Steele alleged in the lawsuit, first reported by The Wall Street Journal, she was suspended two days after recovering from COVID-19 and “under threat of losing her job, was forced to issue” an apology over statements made to Cutler.
In the podcast that was published Sept. 29, Steele described Disney’s vaccine mandate as “sick and scary” and questioned Obama’s choice to identify as Black on the U.S. Census.
“ESPN violated her free speech rights, retaliated against her, reprimanded her, scapegoated her, allowed the media and her peers to excoriate her and forced her to apologize simply because her personal opinions did not align with Disney’s corporate philosophy of the moment,” Bryan Freedman, Steele’s attorney, said in a statement to Front Office Sports. “Sage is standing up to corporate America to ensure employees don’t get their rights trampled on or their opinions silenced.”
While ESPN was served with the lawsuit, it has not yet been filed in a Connecticut court. That’s expected to occur within days.

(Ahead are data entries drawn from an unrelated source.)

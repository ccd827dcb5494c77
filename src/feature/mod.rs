//! Geographic feature data model.
//!
//! Features are loaded from GeoJSON, carry their raw properties and a
//! boundary classification resolved once at load time.

mod classification;
mod collection;

pub use classification::BorderClass;
pub use collection::{BorderSplit, Feature, FeatureCollection};
pub(crate) use collection::visit_coords;

/// Feature property map (string keys, JSON values).
pub type Properties = serde_json::Map<String, serde_json::Value>;
#[cfg(test)]
mod tests {
    use super::*;
    use crate::district::{CancellationToken, LoadTask};
    use crate::feature::{Feature, FeatureCollection, Properties};
    use crate::gpu::{HeadlessBackend, RasterImage};
    use crate::model::LabelModel;
    use crate::view::MapView;
    use crate::style::StyleMapping;
    use eframe::egui::Color32;
    use geo_types::{line_string, polygon, Geometry};
    use serde_json::json;

    fn polygons() -> FeatureCollection {
        let mut props = Properties::new();
        props.insert("name".to_string(), json!("square"));
        vec![Feature::new(
            0,
            Geometry::Polygon(polygon![
                (x: 0.0, y: 0.0),
                (x: 1.0, y: 0.0),
                (x: 1.0, y: 1.0),
                (x: 0.0, y: 1.0),
            ]),
            props,
        )]
        .into_iter()
        .collect()
    }

    fn lines() -> FeatureCollection {
        vec![Feature::new(
            0,
            Geometry::LineString(line_string![(x: 0.0, y: 0.0), (x: 1.0, y: 1.0)]),
            Properties::new(),
        )]
        .into_iter()
        .collect()
    }

    #[test]
    fn test_models_build_lazily_and_draw_in_z_order() {
        let mut scene = Scene::new();
        let mut backend = HeadlessBackend::new();

        let line = scene.add_layer(LayerSpec::new("line", LayerKind::Line, lines()).z_index(2));
        let fill = scene.add_layer(
            LayerSpec::new("fill", LayerKind::Fill, polygons())
                .color(StyleMapping::constant(Color32::RED))
                .z_index(1),
        );
        scene.add_layer(LayerSpec::new("atmosphere", LayerKind::Atmosphere, polygons()));
        assert_eq!(backend.live_resources(), 0);
        assert!(!scene.is_loaded());

        let stats = scene.render(&mut backend, &FrameContext::default());
        assert_eq!(stats.built, 3);
        assert_eq!(stats.drawn, 3);
        assert!(scene.is_loaded());

        let ids = scene.layer_ids();
        assert_eq!(&ids[1..], &[fill, line]);

        let modules: Vec<_> = backend.draws().iter().map(|d| d.attributes.len()).collect();
        // atmosphere (position size normal uv), fill (position color), line (position color size normal distance)
        assert_eq!(modules, vec![4, 2, 5]);

        // Second frame reuses the built models
        let stats = scene.render(&mut backend, &FrameContext::default());
        assert_eq!(stats.built, 0);
        assert_eq!(stats.drawn, 3);
    }

    #[test]
    fn test_failed_model_does_not_block_others() {
        let mut scene = Scene::new();
        let mut backend = HeadlessBackend::new().fail_shaders_containing("u_dash_array");

        let line = scene.add_layer(LayerSpec::new("line", LayerKind::Line, lines()));
        let fill = scene.add_layer(LayerSpec::new("fill", LayerKind::Fill, polygons()));

        let stats = scene.render(&mut backend, &FrameContext::default());
        assert_eq!(stats.failed, 1);
        assert_eq!(stats.drawn, 1);
        assert!(matches!(
            scene.layer_error(line),
            Some(ModelError::ShaderCompile { module, .. }) if module == "line"
        ));
        assert!(scene.layer_error(fill).is_none());

        // Failed layers are not retried every frame
        let stats = scene.render(&mut backend, &FrameContext::default());
        assert_eq!(stats.failed, 0);
        assert_eq!(stats.drawn, 1);
    }

    #[test]
    fn test_remove_and_clear_release_resources() {
        let mut scene = Scene::new();
        let mut backend = HeadlessBackend::new();

        let fill = scene.add_layer(LayerSpec::new("fill", LayerKind::Fill, polygons()));
        scene.add_layer(LayerSpec::new("line", LayerKind::Line, lines()));
        scene.render(&mut backend, &FrameContext::default());
        let live = backend.live_resources();
        assert!(live > 0);

        assert!(scene.remove_layer(fill));
        assert!(!scene.remove_layer(fill));
        scene.render(&mut backend, &FrameContext::default());
        assert!(backend.live_resources() < live);

        scene.clear(&mut backend);
        assert_eq!(backend.live_resources(), 0);
        assert!(scene.is_empty());
    }

    #[test]
    fn test_update_layer_rebuilds() {
        let mut scene = Scene::new();
        let mut backend = HeadlessBackend::new();
        let fill = scene.add_layer(LayerSpec::new("fill", LayerKind::Fill, polygons()));
        scene.render(&mut backend, &FrameContext::default());
        let live = backend.live_resources();

        scene.update_layer(fill, |spec| spec.encoding.color = StyleMapping::constant(Color32::BLUE));
        let stats = scene.render(&mut backend, &FrameContext::default());
        assert_eq!(stats.built, 1);
        assert_eq!(backend.live_resources(), live);
    }

    #[test]
    fn test_hidden_layers_are_not_drawn() {
        let mut scene = Scene::new();
        let mut backend = HeadlessBackend::new();
        let fill = scene.add_layer(LayerSpec::new("fill", LayerKind::Fill, polygons()));
        scene.set_visible(fill, false);

        let stats = scene.render(&mut backend, &FrameContext::default());
        assert_eq!(stats.built, 1);
        assert_eq!(stats.drawn, 0);
    }

    #[test]
    fn test_label_layers_expose_labels() {
        let mut scene = Scene::new();
        let mut backend = HeadlessBackend::new();
        scene.add_layer(LayerSpec::new(
            "labels",
            LayerKind::Label(LabelModel::new("name", 10.0, Color32::BLACK)),
            polygons(),
        ));
        assert_eq!(scene.labels(1.0).count(), 0);

        scene.render(&mut backend, &FrameContext::default());
        let labels: Vec<_> = scene.labels(1.0).collect();
        assert_eq!(labels.len(), 1);
        assert_eq!(labels[0].text, "square");
        assert!(backend.draws().is_empty());
    }

    #[test]
    fn test_zoom_range_limits_drawing() {
        let mut scene = Scene::new();
        let mut backend = HeadlessBackend::new();
        scene.add_layer(LayerSpec::new("overview", LayerKind::Fill, polygons()).zoom_range(None, Some(4.0)));
        scene.add_layer(LayerSpec::new("detail", LayerKind::Line, lines()).zoom_range(Some(4.0), None));
        scene.add_layer(
            LayerSpec::new(
                "labels",
                LayerKind::Label(LabelModel::new("name", 10.0, Color32::BLACK)),
                polygons(),
            )
            .zoom_range(Some(4.0), None),
        );

        let mut view = MapView::default();
        let stats = scene.render(&mut backend, &view.frame());
        assert_eq!(stats.built, 3);
        assert_eq!(stats.drawn, 1);
        assert_eq!(backend.draws()[0].attributes.len(), 2);
        assert_eq!(scene.labels(view.zoom).count(), 0);

        backend.clear_draws();
        view.zoom = 6.0;
        let stats = scene.render(&mut backend, &view.frame());
        assert_eq!(stats.drawn, 1);
        assert_eq!(backend.draws()[0].attributes.len(), 5);
        assert_eq!(scene.labels(view.zoom).count(), 1);
    }

    #[test]
    fn test_raster_layer_draws_with_texture() {
        let mut scene = Scene::new();
        let mut backend = HeadlessBackend::new();
        let extent = geo_types::Rect::new(
            geo_types::coord! { x: 100.0, y: 20.0 },
            geo_types::coord! { x: 120.0, y: 40.0 },
        );
        let image = RasterImage::from_fn(16, 16, |x, y| [x as u8 * 16, y as u8 * 16, 0, 255]);
        let raster = scene.add_layer(LayerSpec::raster("relief", image, extent).z_index(-1));
        scene.add_layer(LayerSpec::new("fill", LayerKind::Fill, polygons()));

        let stats = scene.render(&mut backend, &FrameContext::default());
        assert_eq!(stats.drawn, 2);
        assert_eq!(scene.layer_ids()[0], raster);
        assert_eq!(backend.draws()[0].textures, vec!["u_texture"]);
        assert!(backend.draws()[1].textures.is_empty());

        scene.clear(&mut backend);
        assert_eq!(backend.live_resources(), 0);
    }

    #[test]
    fn test_cancelled_composition_is_refused() {
        let mut scene = Scene::new();
        let token = CancellationToken::new();
        let composition = Composition {
            task: LoadTask::Fill,
            layers: vec![LayerSpec::new("fill", LayerKind::Fill, polygons())],
            token: token.clone(),
        };

        token.cancel();
        assert!(matches!(scene.apply(composition), Err(ComposeError::Cancelled)));
        assert!(scene.is_empty());
    }
}
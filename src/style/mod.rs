//! Style binding: colors, per-feature scales and GPU vertex attributes.
//!
//! Data flows through this module in two steps:
//! 1. `StyleEncoding` evaluates a layer's scales once per feature
//! 2. `StyleAttributeRegistry` turns encoded features into vertex buffers

mod attribute;
mod color;
mod encode;
mod scale;

pub use attribute::{
    AttributeBuffer, AttributeUpdate, BufferUsage, GeometryBuffers, ScalarType, StyleAttribute,
    StyleAttributeRegistry,
};
pub use color::{color_to_rgba, format_color, parse_color, serde_color};
pub use encode::{EncodedFeature, StyleEncoding};
pub use scale::{ClassFn, FeatureFn, StyleMapping};

/// Errors raised while binding styles.
#[derive(Debug, Clone, PartialEq)]
pub enum StyleError {
    /// An update function returned the wrong number of components.
    AttributeSize {
        name: String,
        expected: usize,
        actual: usize,
    },
    /// A scale was constructed with unusable parameters.
    InvalidScale(String),
}

impl std::fmt::Display for StyleError {
    fn fmt(&self, f: &mut std::fmt::Formatter<'_>) -> std::fmt::Result {
        match self {
            StyleError::AttributeSize {
                name,
                expected,
                actual,
            } => write!(
                f,
                "Attribute '{}' returned {} components, expected {}",
                name, actual, expected
            ),
            StyleError::InvalidScale(msg) => write!(f, "Invalid scale: {}", msg),
        }
    }
}

impl std::error::Error for StyleError {}
//! Feature encoding: evaluates a layer's style scales once per feature.

use super::{color_to_rgba, StyleMapping};
use crate::feature::{Feature, FeatureCollection};
use eframe::egui::Color32;

/// A feature together with its evaluated style values.
///
/// This is what triangulators and attribute update functions see.
#[derive(Debug, Clone, PartialEq)]
pub struct EncodedFeature<'a> {
    /// Position of the feature in its collection
    pub index: usize,
    /// The source feature
    pub feature: &'a Feature,
    /// Unmultiplied RGBA color in `0.0..=1.0`
    pub color: [f32; 4],
    /// Size in pixels (line width, point radius)
    pub size: f32,
    /// Shape name, if the layer maps one
    pub shape: Option<String>,
}

impl<'a> EncodedFeature<'a> {
    /// Encodes a feature with default style values (white, size 1, no shape).
    pub fn plain(index: usize, feature: &'a Feature) -> Self {
        Self {
            index,
            feature,
            color: [1.0, 1.0, 1.0, 1.0],
            size: 1.0,
            shape: None,
        }
    }
}

/// Style scales applied to each feature of a layer.
#[derive(Debug, Clone)]
pub struct StyleEncoding {
    pub color: StyleMapping<Color32>,
    pub size: StyleMapping<f32>,
    pub shape: Option<StyleMapping<String>>,
}

impl Default for StyleEncoding {
    fn default() -> Self {
        Self {
            color: StyleMapping::Constant(Color32::WHITE),
            size: StyleMapping::Constant(1.0),
            shape: None,
        }
    }
}

impl StyleEncoding {
    /// Evaluates the scales for every feature of a collection, in order.
    pub fn encode<'a>(&self, features: &'a FeatureCollection) -> Vec<EncodedFeature<'a>> {
        features
            .iter()
            .enumerate()
            .map(|(index, feature)| EncodedFeature {
                index,
                feature,
                color: color_to_rgba(self.color.map(feature)),
                size: self.size.map(feature),
                shape: self.shape.as_ref().map(|s| s.map(feature)),
            })
            .collect()
    }
}
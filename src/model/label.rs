//! Text labels. Labels are not drawn on the GPU; the host paints them with
//! its own text renderer at the anchors computed here.

use crate::feature::FeatureCollection;
use eframe::egui::Color32;
use geo_types::Coord;

/// One label to paint.
#[derive(Debug, Clone, PartialEq)]
pub struct Label {
    pub text: String,
    /// Anchor in lon/lat degrees
    pub anchor: Coord<f64>,
    /// Font size in points
    pub size: f32,
    pub color: Color32,
}

/// Label placement for a layer.
#[derive(Debug, Clone, PartialEq)]
pub struct LabelModel {
    /// Property holding the label text
    pub field: String,
    pub size: f32,
    pub color: Color32,
}

impl LabelModel {
    pub fn new(field: impl Into<String>, size: f32, color: Color32) -> Self {
        Self {
            field: field.into(),
            size,
            color,
        }
    }

    /// Computes one label per feature that has both text and geometry.
    pub fn labels(&self, features: &FeatureCollection) -> Vec<Label> {
        features
            .iter()
            .filter_map(|feature| {
                let text = feature.property_string(&self.field)?;
                if text.trim().is_empty() {
                    return None;
                }
                Some(Label {
                    text,
                    anchor: feature.anchor()?,
                    size: self.size,
                    color: self.color,
                })
            })
            .collect()
    }
}

#[cfg(test)]
mod tests {
    use super::*;
    use crate::feature::{Feature, Properties};
    use geo_types::{Geometry, Point};
    use serde_json::json;

    #[test]
    fn test_labels_skip_missing_text() {
        let features: FeatureCollection = [Some("北京市"), None, Some(" ")]
            .iter()
            .enumerate()
            .map(|(i, name)| {
                let mut props = Properties::new();
                if let Some(name) = name {
                    props.insert("NAME_CHN".to_string(), json!(name));
                }
                Feature::new(i as u64, Geometry::Point(Point::new(116.4, 39.9)), props)
            })
            .collect();

        let labels = LabelModel::new("NAME_CHN", 8.0, Color32::BLACK).labels(&features);
        assert_eq!(labels.len(), 1);
        assert_eq!(labels[0].text, "北京市");
        assert_eq!(labels[0].anchor, Coord { x: 116.4, y: 39.9 });
        assert_eq!(labels[0].size, 8.0);
    }
}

An ESPN spokesman pointed to Steele’s recent high-profile hosting role on Masters Tournament coverage earlier this month as an indicator she was and is a valued employee.
“Sage remains a valued contributor on some of ESPN’s highest-profile content, including the recent Masters telecasts and anchoring our noon ‘SportsCenter.’ As a point of fact, she was never suspended,” said the ESPN spokesperson.
In the lawsuit obtained by FOS, Steele alleged she only got the Masters assignment after a complaint filed with ESPN’s human resources department and a subsequent letter to the company from her attorney.
“[ESPN] suddenly offered Steele the opportunity to co-host ESPN’s coverage of the Masters Tournament, in a blatant admission of their culpability and prior misconduct and in an attempt to cover up their violation of her rights and to avoid liability,” the lawsuit states.
To work The Masters, the lawsuit claims Steele had “no choice but to get the [COVID-19 vaccine] booster,” a requirement for all employees covering on-site events. She received the booster in the March, although missed the deadline set by ESPN by two days. ESPN gave Steele “a one-time exemption to the booster mandate,” according to the lawsuit.
ESPN draft analyst Mel Kiper Jr. will miss this week’s NFL Draft and will contribute from home since he’s unvaccinated.
ESPN has suspended other on-air talents over the years, including Bill Simmons, Jemele Hill, Tony Kornhesier and Curt Schilling.